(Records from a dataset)
################

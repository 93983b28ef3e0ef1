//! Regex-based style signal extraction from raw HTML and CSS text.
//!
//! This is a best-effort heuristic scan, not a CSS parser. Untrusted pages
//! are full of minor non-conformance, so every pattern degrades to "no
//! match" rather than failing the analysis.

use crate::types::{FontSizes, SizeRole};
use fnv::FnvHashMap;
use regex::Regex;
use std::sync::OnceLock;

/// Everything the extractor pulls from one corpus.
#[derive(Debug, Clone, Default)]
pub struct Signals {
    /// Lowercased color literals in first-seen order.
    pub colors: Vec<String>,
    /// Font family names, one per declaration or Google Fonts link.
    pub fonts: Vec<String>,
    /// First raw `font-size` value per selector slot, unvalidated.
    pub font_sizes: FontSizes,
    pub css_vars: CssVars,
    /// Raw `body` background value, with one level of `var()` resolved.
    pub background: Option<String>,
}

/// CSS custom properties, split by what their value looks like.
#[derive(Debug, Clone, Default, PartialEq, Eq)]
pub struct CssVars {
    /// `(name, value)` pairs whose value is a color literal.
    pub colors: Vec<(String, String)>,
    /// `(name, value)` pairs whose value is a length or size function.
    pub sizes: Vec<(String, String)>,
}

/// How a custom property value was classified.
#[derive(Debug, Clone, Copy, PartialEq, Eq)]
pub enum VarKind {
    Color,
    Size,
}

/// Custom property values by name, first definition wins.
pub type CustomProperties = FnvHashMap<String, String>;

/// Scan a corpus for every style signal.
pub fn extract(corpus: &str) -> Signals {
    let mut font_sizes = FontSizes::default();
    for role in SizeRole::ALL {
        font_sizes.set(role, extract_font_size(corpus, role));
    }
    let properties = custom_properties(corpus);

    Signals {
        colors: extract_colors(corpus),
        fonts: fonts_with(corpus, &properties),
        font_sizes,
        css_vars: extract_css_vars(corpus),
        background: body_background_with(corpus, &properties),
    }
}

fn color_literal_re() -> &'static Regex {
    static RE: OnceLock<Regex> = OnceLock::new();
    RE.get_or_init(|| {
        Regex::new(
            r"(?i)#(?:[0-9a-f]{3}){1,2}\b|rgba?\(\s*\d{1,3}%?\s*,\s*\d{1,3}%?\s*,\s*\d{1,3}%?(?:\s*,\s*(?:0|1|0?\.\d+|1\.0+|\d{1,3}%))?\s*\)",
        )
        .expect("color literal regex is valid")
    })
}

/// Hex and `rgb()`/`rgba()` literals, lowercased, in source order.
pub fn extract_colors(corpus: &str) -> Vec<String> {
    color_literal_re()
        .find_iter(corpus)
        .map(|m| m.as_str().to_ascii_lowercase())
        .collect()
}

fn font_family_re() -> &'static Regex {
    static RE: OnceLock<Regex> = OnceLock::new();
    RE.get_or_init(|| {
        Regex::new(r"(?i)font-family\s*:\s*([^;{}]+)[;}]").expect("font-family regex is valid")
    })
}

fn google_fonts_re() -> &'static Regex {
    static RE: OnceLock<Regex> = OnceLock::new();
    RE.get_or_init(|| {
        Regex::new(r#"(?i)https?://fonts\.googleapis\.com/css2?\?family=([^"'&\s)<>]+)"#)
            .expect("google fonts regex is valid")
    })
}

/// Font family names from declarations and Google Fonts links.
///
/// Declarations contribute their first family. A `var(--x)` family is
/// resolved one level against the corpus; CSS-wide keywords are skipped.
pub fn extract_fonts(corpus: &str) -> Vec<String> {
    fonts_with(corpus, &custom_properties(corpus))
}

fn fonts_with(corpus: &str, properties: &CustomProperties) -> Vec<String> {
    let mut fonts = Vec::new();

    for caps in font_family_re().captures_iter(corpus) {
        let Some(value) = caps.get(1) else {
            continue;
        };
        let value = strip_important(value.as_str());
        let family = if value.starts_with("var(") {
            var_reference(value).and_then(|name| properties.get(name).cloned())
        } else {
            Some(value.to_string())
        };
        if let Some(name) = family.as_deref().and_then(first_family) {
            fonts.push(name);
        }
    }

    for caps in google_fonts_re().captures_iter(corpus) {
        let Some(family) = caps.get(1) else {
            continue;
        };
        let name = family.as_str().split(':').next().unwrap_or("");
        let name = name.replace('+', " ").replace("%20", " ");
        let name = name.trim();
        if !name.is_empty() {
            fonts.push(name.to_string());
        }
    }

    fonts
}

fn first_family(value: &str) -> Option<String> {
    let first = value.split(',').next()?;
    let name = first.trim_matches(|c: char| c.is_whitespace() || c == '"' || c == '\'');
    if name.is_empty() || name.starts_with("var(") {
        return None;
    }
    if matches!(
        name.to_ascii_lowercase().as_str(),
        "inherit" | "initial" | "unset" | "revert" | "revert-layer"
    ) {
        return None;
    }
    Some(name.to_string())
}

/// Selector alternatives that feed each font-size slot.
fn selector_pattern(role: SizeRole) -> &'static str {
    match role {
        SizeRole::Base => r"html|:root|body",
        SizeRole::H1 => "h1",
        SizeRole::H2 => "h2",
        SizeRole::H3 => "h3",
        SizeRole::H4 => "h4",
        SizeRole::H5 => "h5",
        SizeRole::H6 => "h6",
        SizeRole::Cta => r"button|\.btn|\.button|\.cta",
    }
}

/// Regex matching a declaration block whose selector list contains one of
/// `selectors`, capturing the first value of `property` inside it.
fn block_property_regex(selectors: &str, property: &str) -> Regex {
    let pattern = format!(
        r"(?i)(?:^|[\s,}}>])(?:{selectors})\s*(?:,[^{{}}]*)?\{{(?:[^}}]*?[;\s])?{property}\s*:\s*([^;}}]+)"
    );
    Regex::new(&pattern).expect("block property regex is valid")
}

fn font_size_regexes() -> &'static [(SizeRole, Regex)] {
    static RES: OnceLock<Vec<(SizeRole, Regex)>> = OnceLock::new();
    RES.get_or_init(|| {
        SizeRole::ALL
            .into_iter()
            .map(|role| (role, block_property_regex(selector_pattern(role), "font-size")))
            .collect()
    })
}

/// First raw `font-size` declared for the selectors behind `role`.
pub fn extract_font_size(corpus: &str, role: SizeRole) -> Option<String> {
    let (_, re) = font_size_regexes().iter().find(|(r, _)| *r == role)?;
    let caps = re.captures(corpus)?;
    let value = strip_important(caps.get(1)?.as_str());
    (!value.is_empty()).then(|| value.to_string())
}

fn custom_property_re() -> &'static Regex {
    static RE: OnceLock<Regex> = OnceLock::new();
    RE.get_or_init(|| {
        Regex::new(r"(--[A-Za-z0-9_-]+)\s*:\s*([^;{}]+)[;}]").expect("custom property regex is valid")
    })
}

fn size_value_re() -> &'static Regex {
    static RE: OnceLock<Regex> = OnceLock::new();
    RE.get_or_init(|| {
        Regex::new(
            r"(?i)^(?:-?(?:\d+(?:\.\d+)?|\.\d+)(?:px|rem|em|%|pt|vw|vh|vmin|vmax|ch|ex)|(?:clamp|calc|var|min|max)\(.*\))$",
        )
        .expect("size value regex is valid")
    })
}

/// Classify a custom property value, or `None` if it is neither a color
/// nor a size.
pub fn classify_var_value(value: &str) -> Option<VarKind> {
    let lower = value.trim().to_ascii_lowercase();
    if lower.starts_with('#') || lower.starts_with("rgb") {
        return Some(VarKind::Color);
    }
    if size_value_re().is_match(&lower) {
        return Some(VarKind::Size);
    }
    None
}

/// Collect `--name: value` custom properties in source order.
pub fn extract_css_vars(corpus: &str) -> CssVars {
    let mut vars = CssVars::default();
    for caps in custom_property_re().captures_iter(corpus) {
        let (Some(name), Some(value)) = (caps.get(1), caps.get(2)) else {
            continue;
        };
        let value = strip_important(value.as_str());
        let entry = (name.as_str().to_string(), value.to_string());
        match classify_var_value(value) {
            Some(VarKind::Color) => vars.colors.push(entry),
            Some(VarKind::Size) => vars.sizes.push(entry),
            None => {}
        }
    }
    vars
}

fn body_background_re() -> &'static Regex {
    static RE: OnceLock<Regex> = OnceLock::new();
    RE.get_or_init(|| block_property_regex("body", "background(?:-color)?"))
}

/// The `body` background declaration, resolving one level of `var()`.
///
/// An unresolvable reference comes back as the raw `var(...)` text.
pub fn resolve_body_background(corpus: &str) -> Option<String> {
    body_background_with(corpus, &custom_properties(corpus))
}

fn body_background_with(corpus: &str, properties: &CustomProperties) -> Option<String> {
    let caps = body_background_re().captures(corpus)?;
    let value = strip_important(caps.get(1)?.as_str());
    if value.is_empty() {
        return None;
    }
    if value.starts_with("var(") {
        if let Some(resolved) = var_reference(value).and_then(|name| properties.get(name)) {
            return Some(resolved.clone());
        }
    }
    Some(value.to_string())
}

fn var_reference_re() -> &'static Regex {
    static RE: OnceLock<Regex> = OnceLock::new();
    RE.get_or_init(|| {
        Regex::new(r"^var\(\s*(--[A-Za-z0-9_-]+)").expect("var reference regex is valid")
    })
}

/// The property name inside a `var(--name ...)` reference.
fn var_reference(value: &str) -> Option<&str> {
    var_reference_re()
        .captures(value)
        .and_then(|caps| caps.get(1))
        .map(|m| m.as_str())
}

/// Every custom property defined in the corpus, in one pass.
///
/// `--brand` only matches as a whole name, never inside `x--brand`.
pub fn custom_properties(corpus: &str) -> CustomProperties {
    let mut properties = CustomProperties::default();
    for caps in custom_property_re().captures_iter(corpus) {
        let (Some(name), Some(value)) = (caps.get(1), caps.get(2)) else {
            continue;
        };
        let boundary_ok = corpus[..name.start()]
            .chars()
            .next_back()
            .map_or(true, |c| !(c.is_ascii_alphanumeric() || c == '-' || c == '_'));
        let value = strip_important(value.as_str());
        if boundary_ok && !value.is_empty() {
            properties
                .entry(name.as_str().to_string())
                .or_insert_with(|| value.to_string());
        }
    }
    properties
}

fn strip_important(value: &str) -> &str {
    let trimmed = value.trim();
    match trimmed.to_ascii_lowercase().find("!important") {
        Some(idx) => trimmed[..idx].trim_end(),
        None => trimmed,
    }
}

################

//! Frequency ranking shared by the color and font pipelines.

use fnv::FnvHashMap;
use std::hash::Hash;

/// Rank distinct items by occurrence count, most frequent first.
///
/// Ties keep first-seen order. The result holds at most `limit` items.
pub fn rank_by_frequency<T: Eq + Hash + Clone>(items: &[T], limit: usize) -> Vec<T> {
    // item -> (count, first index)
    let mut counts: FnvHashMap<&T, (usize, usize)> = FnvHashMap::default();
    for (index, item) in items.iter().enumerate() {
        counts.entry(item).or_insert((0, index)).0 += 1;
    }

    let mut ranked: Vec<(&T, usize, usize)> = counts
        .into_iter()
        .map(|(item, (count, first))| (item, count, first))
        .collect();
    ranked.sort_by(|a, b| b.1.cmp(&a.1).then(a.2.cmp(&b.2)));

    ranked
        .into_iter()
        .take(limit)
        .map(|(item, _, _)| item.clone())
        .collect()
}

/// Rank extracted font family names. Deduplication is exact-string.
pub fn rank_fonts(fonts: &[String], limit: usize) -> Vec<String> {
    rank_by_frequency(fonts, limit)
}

################

-- Task instructions --
Set down only the lines above that fall between the line holding "repository 93983b28ef3e0ef1" and the line holding "pub struct Signals", inclusive, keeping each exact.

-- Your response --
repository 93983b28ef3e0ef1
//! Regex-based style signal extraction from raw HTML and CSS text.
//!
//! This is a best-effort heuristic scan, not a CSS parser. Untrusted pages
//! are full of minor non-conformance, so every pattern degrades to "no
//! match" rather than failing the analysis.

use crate::types::{FontSizes, SizeRole};
use fnv::FnvHashMap;
use regex::Regex;
use std::sync::OnceLock;

/// Everything the extractor pulls from one corpus.
#[derive(Debug, Clone, Default)]
pub struct Signals {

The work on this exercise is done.